## WHAT THIS TASK INVOLVES
Pull out each line of the records holding the string "ValueEnum".
[[ DATA FOR THE TASK, beginning ]]
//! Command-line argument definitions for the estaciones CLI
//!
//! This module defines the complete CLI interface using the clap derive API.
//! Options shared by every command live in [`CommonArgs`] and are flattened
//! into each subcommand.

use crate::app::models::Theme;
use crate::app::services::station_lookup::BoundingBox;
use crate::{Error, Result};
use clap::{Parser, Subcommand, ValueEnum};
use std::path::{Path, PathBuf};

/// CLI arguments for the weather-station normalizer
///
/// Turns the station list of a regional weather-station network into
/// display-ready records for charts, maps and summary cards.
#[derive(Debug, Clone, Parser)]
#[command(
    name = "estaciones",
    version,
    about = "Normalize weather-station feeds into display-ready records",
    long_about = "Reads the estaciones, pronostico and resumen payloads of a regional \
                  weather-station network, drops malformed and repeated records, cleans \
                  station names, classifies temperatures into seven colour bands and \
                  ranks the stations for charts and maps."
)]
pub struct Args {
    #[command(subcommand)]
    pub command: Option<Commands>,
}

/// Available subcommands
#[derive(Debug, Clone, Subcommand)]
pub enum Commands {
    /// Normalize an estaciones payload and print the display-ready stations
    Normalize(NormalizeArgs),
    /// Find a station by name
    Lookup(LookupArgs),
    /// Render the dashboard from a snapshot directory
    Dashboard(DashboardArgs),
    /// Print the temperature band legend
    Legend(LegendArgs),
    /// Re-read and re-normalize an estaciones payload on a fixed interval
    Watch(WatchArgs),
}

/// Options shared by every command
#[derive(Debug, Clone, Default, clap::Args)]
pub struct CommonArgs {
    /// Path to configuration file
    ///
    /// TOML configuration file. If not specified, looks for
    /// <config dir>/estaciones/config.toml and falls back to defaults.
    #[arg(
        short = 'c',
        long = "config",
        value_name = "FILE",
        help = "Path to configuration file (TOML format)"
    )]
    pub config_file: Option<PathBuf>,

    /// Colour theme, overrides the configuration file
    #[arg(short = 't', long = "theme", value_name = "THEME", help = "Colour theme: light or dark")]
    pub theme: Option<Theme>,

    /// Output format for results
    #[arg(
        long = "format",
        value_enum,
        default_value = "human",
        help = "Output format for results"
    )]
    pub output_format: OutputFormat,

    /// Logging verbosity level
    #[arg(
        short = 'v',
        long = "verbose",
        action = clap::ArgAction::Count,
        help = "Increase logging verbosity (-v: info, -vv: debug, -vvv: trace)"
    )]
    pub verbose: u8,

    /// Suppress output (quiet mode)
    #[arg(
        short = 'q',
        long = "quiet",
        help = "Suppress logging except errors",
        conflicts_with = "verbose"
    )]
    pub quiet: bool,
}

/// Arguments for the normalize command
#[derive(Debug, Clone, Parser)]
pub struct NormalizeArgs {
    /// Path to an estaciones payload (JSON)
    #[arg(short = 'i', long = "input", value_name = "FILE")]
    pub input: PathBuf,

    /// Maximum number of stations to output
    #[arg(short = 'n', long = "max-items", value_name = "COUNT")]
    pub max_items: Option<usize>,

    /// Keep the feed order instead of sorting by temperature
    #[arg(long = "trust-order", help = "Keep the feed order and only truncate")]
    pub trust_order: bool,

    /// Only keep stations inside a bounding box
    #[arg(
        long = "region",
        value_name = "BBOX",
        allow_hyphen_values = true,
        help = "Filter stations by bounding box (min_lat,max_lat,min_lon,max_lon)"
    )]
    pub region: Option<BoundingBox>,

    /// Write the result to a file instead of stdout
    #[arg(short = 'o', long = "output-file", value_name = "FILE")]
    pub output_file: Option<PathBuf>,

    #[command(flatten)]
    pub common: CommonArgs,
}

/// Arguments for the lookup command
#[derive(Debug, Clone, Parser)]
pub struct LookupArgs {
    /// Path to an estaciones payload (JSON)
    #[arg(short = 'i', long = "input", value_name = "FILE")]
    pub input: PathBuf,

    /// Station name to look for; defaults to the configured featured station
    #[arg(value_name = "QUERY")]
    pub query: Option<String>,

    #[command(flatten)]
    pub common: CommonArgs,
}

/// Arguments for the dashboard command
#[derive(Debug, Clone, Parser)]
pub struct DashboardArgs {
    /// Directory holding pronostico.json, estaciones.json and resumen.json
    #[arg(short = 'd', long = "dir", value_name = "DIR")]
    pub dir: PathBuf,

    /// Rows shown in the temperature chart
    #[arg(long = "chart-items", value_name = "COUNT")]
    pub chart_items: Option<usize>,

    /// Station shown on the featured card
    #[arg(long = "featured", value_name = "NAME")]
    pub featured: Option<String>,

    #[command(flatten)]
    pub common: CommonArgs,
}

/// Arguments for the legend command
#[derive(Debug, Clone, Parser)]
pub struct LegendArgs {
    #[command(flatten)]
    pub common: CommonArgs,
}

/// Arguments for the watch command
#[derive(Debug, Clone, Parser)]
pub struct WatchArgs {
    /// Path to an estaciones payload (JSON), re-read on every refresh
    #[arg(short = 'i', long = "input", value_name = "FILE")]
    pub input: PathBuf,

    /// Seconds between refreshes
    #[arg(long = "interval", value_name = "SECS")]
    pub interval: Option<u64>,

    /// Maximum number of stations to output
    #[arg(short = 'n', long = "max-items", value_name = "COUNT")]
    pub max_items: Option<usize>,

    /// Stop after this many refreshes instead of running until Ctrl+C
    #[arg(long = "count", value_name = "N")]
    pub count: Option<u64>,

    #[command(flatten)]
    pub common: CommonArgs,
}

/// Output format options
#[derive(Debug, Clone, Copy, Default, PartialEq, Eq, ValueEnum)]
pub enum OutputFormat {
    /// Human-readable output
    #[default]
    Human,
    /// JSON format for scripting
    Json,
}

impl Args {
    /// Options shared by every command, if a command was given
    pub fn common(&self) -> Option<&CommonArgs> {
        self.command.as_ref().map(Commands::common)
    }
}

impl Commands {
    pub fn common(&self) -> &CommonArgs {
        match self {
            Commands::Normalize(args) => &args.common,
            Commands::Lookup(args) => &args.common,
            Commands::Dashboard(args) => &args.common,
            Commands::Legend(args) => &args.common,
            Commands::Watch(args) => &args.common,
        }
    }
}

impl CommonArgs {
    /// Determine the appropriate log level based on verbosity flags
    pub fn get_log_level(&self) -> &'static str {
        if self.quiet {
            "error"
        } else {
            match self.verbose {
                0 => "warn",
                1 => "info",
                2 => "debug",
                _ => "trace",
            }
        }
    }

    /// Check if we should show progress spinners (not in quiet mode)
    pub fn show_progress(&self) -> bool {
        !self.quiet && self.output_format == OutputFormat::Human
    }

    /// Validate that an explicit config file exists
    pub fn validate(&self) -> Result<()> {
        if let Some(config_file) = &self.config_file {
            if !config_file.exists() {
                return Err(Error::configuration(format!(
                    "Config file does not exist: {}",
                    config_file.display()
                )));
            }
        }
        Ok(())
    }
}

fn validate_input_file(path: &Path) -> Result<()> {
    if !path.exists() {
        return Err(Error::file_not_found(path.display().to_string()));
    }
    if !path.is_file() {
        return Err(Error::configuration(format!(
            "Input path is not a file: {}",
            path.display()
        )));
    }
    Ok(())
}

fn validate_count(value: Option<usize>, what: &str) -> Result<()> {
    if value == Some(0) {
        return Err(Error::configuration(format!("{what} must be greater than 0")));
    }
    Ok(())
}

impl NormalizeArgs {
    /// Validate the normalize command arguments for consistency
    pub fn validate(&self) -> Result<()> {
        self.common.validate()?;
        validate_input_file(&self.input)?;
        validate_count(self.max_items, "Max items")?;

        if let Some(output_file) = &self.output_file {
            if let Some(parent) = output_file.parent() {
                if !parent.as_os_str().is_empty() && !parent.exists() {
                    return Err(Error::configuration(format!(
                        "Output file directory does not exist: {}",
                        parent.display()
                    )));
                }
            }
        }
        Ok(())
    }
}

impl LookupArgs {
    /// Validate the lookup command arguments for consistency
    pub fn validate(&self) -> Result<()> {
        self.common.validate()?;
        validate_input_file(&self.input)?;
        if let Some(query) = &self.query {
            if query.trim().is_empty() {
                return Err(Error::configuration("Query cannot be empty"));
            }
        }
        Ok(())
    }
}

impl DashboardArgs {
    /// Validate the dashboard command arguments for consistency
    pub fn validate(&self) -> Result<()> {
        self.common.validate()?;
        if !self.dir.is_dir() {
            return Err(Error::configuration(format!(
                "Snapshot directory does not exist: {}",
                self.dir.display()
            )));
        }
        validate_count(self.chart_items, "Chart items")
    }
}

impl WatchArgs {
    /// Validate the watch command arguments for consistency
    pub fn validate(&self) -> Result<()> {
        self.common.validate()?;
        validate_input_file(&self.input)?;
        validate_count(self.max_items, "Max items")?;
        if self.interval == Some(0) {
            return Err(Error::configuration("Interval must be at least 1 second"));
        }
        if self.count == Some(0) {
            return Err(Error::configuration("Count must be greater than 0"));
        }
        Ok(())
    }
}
[[ DATA FOR THE TASK, end ]]
## RESULT OF THE TASK
use clap::{Parser, Subcommand, ValueEnum};
#[derive(Debug, Clone, Copy, Default, PartialEq, Eq, ValueEnum)]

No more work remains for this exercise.